== Source material
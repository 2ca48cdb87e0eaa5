use std::sync::Arc;
use ratatui::layout::Rect;
use ratatui::widgets::ListState;
use stacks_core::{
    get_or_create_user_id, AskBackend, ChatLog, ConversationController, ProfileStore,
    SendOutcome, SharedStore, UserProfile,
};
use tokio::task::JoinHandle;
use tracing::{info, warn};

#[derive(Debug, Clone, Copy, PartialEq, Eq)]
pub enum Screen {
    Login,
    Chat,
}

#[derive(Debug, Clone, Copy, PartialEq, Eq)]
pub enum InputMode {
    Normal,
    Editing,
}

#[derive(Debug, Clone, Copy, PartialEq, Eq)]
pub enum FocusPane {
    Sessions,
    Messages,
    Input,
}

/// Sidebar titles are cut to this many characters
pub const SESSION_TITLE_CHARS: usize = 30;

pub struct App {
    pub should_quit: bool,
    pub screen: Screen,
    pub input_mode: InputMode,
    pub focus: FocusPane,

    // Login state
    pub username_input: String,
    pub username_cursor: usize,
    pub login_error: Option<String>,

    // Chat state
    pub profile: Option<UserProfile>,
    pub controller: Option<ConversationController>,
    pub input: String,
    pub input_cursor: usize,
    pub sessions_state: ListState,
    pub chat_scroll: u16,
    pub chat_height: u16, // Height of chat area for scroll calculations
    pub chat_width: u16,  // Width of chat area for wrap calculations
    pub notification: Option<String>,
    pub animation_frame: u8,
    pub reply_task: Option<JoinHandle<anyhow::Result<String>>>,

    // Areas for mouse hit-testing
    pub sessions_area: Option<Rect>,
    pub chat_area: Option<Rect>,

    store: SharedStore,
    profiles: ProfileStore,
    backend: Arc<dyn AskBackend>,
}

impl App {
    /// Resumes the saved login if there is one, otherwise opens the login screen.
    pub fn new(store: SharedStore, backend: Arc<dyn AskBackend>) -> Self {
        let profiles = ProfileStore::new(store.clone());

        let mut app = Self {
            should_quit: false,
            screen: Screen::Login,
            input_mode: InputMode::Editing,
            focus: FocusPane::Input,

            username_input: String::new(),
            username_cursor: 0,
            login_error: None,

            profile: None,
            controller: None,
            input: String::new(),
            input_cursor: 0,
            sessions_state: ListState::default(),
            chat_scroll: 0,
            chat_height: 0,
            chat_width: 0,
            notification: None,
            animation_frame: 0,
            reply_task: None,

            sessions_area: None,
            chat_area: None,

            store,
            profiles,
            backend,
        };

        if let Some(profile) = app.profiles.current() {
            info!(user = %profile.name, "resuming saved login");
            app.start_chat(profile);
        }

        app
    }

    fn start_chat(&mut self, profile: UserProfile) {
        let user_id = get_or_create_user_id(self.store.as_ref());
        if !user_id.is_available() {
            self.notification = Some("Local storage unavailable; chats will not be saved".to_string());
        }

        let log = ChatLog::new(self.store.clone());
        self.controller = Some(ConversationController::new(user_id, log, self.backend.clone()));
        self.profile = Some(profile);
        self.screen = Screen::Chat;
        self.focus = FocusPane::Input;
        self.input_mode = InputMode::Editing;
        self.chat_scroll = 0;
        self.sync_session_selection();
    }

    pub fn login(&mut self) {
        match self.profiles.login(&self.username_input) {
            Ok(profile) => {
                self.login_error = None;
                self.username_input.clear();
                self.username_cursor = 0;
                self.start_chat(profile);
            }
            Err(e) => self.login_error = Some(e.to_string()),
        }
    }

    pub fn logout(&mut self) {
        if let Err(e) = self.profiles.logout() {
            warn!(error = %e, "logout could not clear storage");
        }
        if let Some(task) = self.reply_task.take() {
            task.abort();
        }

        self.profile = None;
        self.controller = None;
        self.input.clear();
        self.input_cursor = 0;
        self.sessions_state = ListState::default();
        self.notification = None;
        self.screen = Screen::Login;
        self.input_mode = InputMode::Editing;
        self.focus = FocusPane::Input;
    }

    pub fn is_sending(&self) -> bool {
        self.controller.as_ref().is_some_and(|c| c.is_sending())
    }

    /// Send the current input on a background task.
    pub fn submit(&mut self) {
        let Some(controller) = self.controller.as_mut() else {
            return;
        };

        match controller.begin_send(&self.input) {
            Ok(request) => {
                let backend = controller.backend();
                self.reply_task = Some(tokio::spawn(async move { backend.ask(&request).await }));
                self.input.clear();
                self.input_cursor = 0;
                self.notification = None;
                self.scroll_chat_to_bottom();
            }
            Err(e) => self.notification = Some(e.to_string()),
        }
    }

    /// Hand a finished reply to the controller. Returns true if one was applied.
    pub async fn poll_reply(&mut self) -> bool {
        let finished = self.reply_task.as_ref().is_some_and(|t| t.is_finished());
        if !finished {
            return false;
        }
        let Some(task) = self.reply_task.take() else {
            return false;
        };

        let result = match task.await {
            Ok(result) => result,
            Err(e) => Err(anyhow::anyhow!("request task failed: {}", e)),
        };

        let Some(controller) = self.controller.as_mut() else {
            return false;
        };

        match controller.complete_send(result) {
            SendOutcome::Delivered { persisted, .. } => {
                if !persisted {
                    self.notification = Some("Reply received but could not be saved locally".to_string());
                }
            }
            SendOutcome::Failed { restored_input, .. } => {
                let reason = controller.dismiss_error().unwrap_or_default();
                let mut notice = format!("Failed to send message: {}", reason);
                if let Some(url) = self.backend.base_url() {
                    notice.push_str(&format!(". Make sure the backend is running at {}", url));
                }
                self.notification = Some(notice);
                if self.input.is_empty() {
                    self.input_cursor = restored_input.chars().count();
                    self.input = restored_input;
                }
            }
            SendOutcome::Ignored => {}
        }

        self.sync_session_selection();
        self.scroll_chat_to_bottom();
        true
    }

    pub fn new_chat(&mut self) {
        if let Some(controller) = self.controller.as_mut() {
            controller.new_conversation();
        }
        self.chat_scroll = 0;
        self.sync_session_selection();
        self.focus = FocusPane::Input;
        self.input_mode = InputMode::Editing;
    }

    pub fn open_selected_session(&mut self) {
        let Some(i) = self.sessions_state.selected() else {
            return;
        };
        let Some(controller) = self.controller.as_mut() else {
            return;
        };
        let Some(session_id) = controller.sessions().get(i).map(|s| s.session_id.clone()) else {
            return;
        };

        controller.load_session(&session_id);
        self.chat_scroll = 0;
        self.focus = FocusPane::Messages;
    }

    /// Highlight the active session in the sidebar, if it has been saved yet
    fn sync_session_selection(&mut self) {
        let selected = self.controller.as_ref().and_then(|c| {
            let active = c.active_session()?;
            c.sessions().iter().position(|s| s.session_id == active)
        });
        self.sessions_state.select(selected);
    }

    pub fn session_count(&self) -> usize {
        self.controller.as_ref().map(|c| c.sessions().len()).unwrap_or(0)
    }

    pub fn sessions_nav_down(&mut self) {
        let len = self.session_count();
        if len > 0 {
            let i = self.sessions_state.selected().map(|i| i + 1).unwrap_or(0);
            self.sessions_state.select(Some(i.min(len - 1)));
        }
    }

    pub fn sessions_nav_up(&mut self) {
        if self.session_count() > 0 {
            let i = self.sessions_state.selected().unwrap_or(0);
            self.sessions_state.select(Some(i.saturating_sub(1)));
        }
    }

    pub fn dismiss_notification(&mut self) {
        self.notification = None;
    }

    /// Tick animation frame (called by Tick event)
    pub fn tick_animation(&mut self) {
        if self.is_sending() {
            self.animation_frame = (self.animation_frame + 1) % 3;
        }
    }

    /// Scroll chat to bottom so the newest turn (or "Thinking...") is visible
    pub fn scroll_chat_to_bottom(&mut self) {
        let Some(controller) = self.controller.as_ref() else {
            return;
        };

        // Use actual chat width for wrap calculation, default to 50 if not set
        let wrap_width = if self.chat_width > 0 {
            self.chat_width as usize
        } else {
            50
        };

        let mut total_lines: u16 = 0;
        for msg in controller.view().messages() {
            total_lines = total_lines.saturating_add(1); // Role line
            for line in msg.content.lines() {
                // Character count, not byte length
                let char_count = line.chars().count();
                let wrapped = if char_count == 0 { 1 } else { char_count / wrap_width + 1 };
                total_lines = total_lines.saturating_add(wrapped as u16);
            }
            total_lines = total_lines.saturating_add(1); // Blank line after message
        }

        if controller.is_sending() {
            total_lines = total_lines.saturating_add(2); // "AI:" + "Thinking..."
        }

        let visible_height = if self.chat_height > 0 { self.chat_height } else { 20 };
        self.chat_scroll = total_lines.saturating_sub(visible_height);
    }
}

#[cfg(test)]
mod tests {
    use super::*;
    use anyhow::{anyhow, Result};
    use async_trait::async_trait;
    use stacks_core::{AskRequest, ChatRole, KeyValueStore, MemoryStore};
    use std::time::Duration;

    struct FixedBackend(Result<String, String>);

    #[async_trait]
    impl AskBackend for FixedBackend {
        async fn ask(&self, _request: &AskRequest) -> Result<String> {
            self.0.clone().map_err(|e| anyhow!(e))
        }

        fn base_url(&self) -> Option<&str> {
            Some("http://localhost:5000")
        }
    }

    fn app_with(store: SharedStore, reply: Result<String, String>) -> App {
        App::new(store, Arc::new(FixedBackend(reply)))
    }

    async fn wait_for_reply(app: &mut App) {
        for _ in 0..100 {
            if app.poll_reply().await {
                return;
            }
            tokio::time::sleep(Duration::from_millis(10)).await;
        }
        panic!("reply never arrived");
    }

    #[test]
    fn test_starts_on_login_without_profile() {
        let app = app_with(MemoryStore::shared(), Ok("hi".into()));
        assert_eq!(app.screen, Screen::Login);
        assert!(app.controller.is_none());
    }

    #[test]
    fn test_blank_username_shows_error() {
        let mut app = app_with(MemoryStore::shared(), Ok("hi".into()));
        app.username_input = "   ".to_string();
        app.login();

        assert_eq!(app.screen, Screen::Login);
        assert_eq!(app.login_error.as_deref(), Some("Username cannot be empty"));
    }

    #[test]
    fn test_saved_login_is_resumed() {
        let store = MemoryStore::shared();
        let mut first = app_with(store.clone(), Ok("hi".into()));
        first.username_input = "alice".to_string();
        first.login();
        assert_eq!(first.screen, Screen::Chat);

        let second = app_with(store, Ok("hi".into()));
        assert_eq!(second.screen, Screen::Chat);
        assert_eq!(second.profile.map(|p| p.name).as_deref(), Some("alice"));
    }

    #[tokio::test]
    async fn test_submit_and_receive() {
        let store = MemoryStore::shared();
        let mut app = app_with(store, Ok("hello".into()));
        app.username_input = "alice".to_string();
        app.login();

        app.input = "hi".to_string();
        app.submit();
        assert!(app.is_sending());
        assert!(app.input.is_empty());

        wait_for_reply(&mut app).await;
        let controller = app.controller.as_ref().unwrap();
        let roles: Vec<ChatRole> = controller.view().messages().map(|m| m.role).collect();
        assert_eq!(roles, vec![ChatRole::User, ChatRole::Assistant]);
        assert_eq!(app.sessions_state.selected(), Some(0));
    }

    #[tokio::test]
    async fn test_failed_send_restores_input() {
        let store = MemoryStore::shared();
        let mut app = app_with(store.clone(), Err("connection refused".into()));
        app.username_input = "alice".to_string();
        app.login();

        app.input = "keep me".to_string();
        app.submit();
        wait_for_reply(&mut app).await;

        assert_eq!(app.input, "keep me");
        assert!(!app.is_sending());
        assert!(app
            .notification
            .as_deref()
            .is_some_and(|n| n.contains("connection refused") && n.contains("http://localhost:5000")));
        assert!(app.controller.as_ref().unwrap().view().is_empty());
        assert_eq!(store.get(stacks_core::storage::CHAT_HISTORY_KEY).unwrap(), None);
    }

    #[test]
    fn test_logout_returns_to_login() {
        let mut app = app_with(MemoryStore::shared(), Ok("hi".into()));
        app.username_input = "alice".to_string();
        app.login();
        app.logout();

        assert_eq!(app.screen, Screen::Login);
        assert!(app.profile.is_none());
        assert!(app.controller.is_none());
    }
}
====
(What the exercise asks):
Find the word "active" in the data and show each line that holds it.

(Your response):
    /// Highlight the active session in the sidebar, if it has been saved yet
            let active = c.active_session()?;
            c.sessions().iter().position(|s| s.session_id == active)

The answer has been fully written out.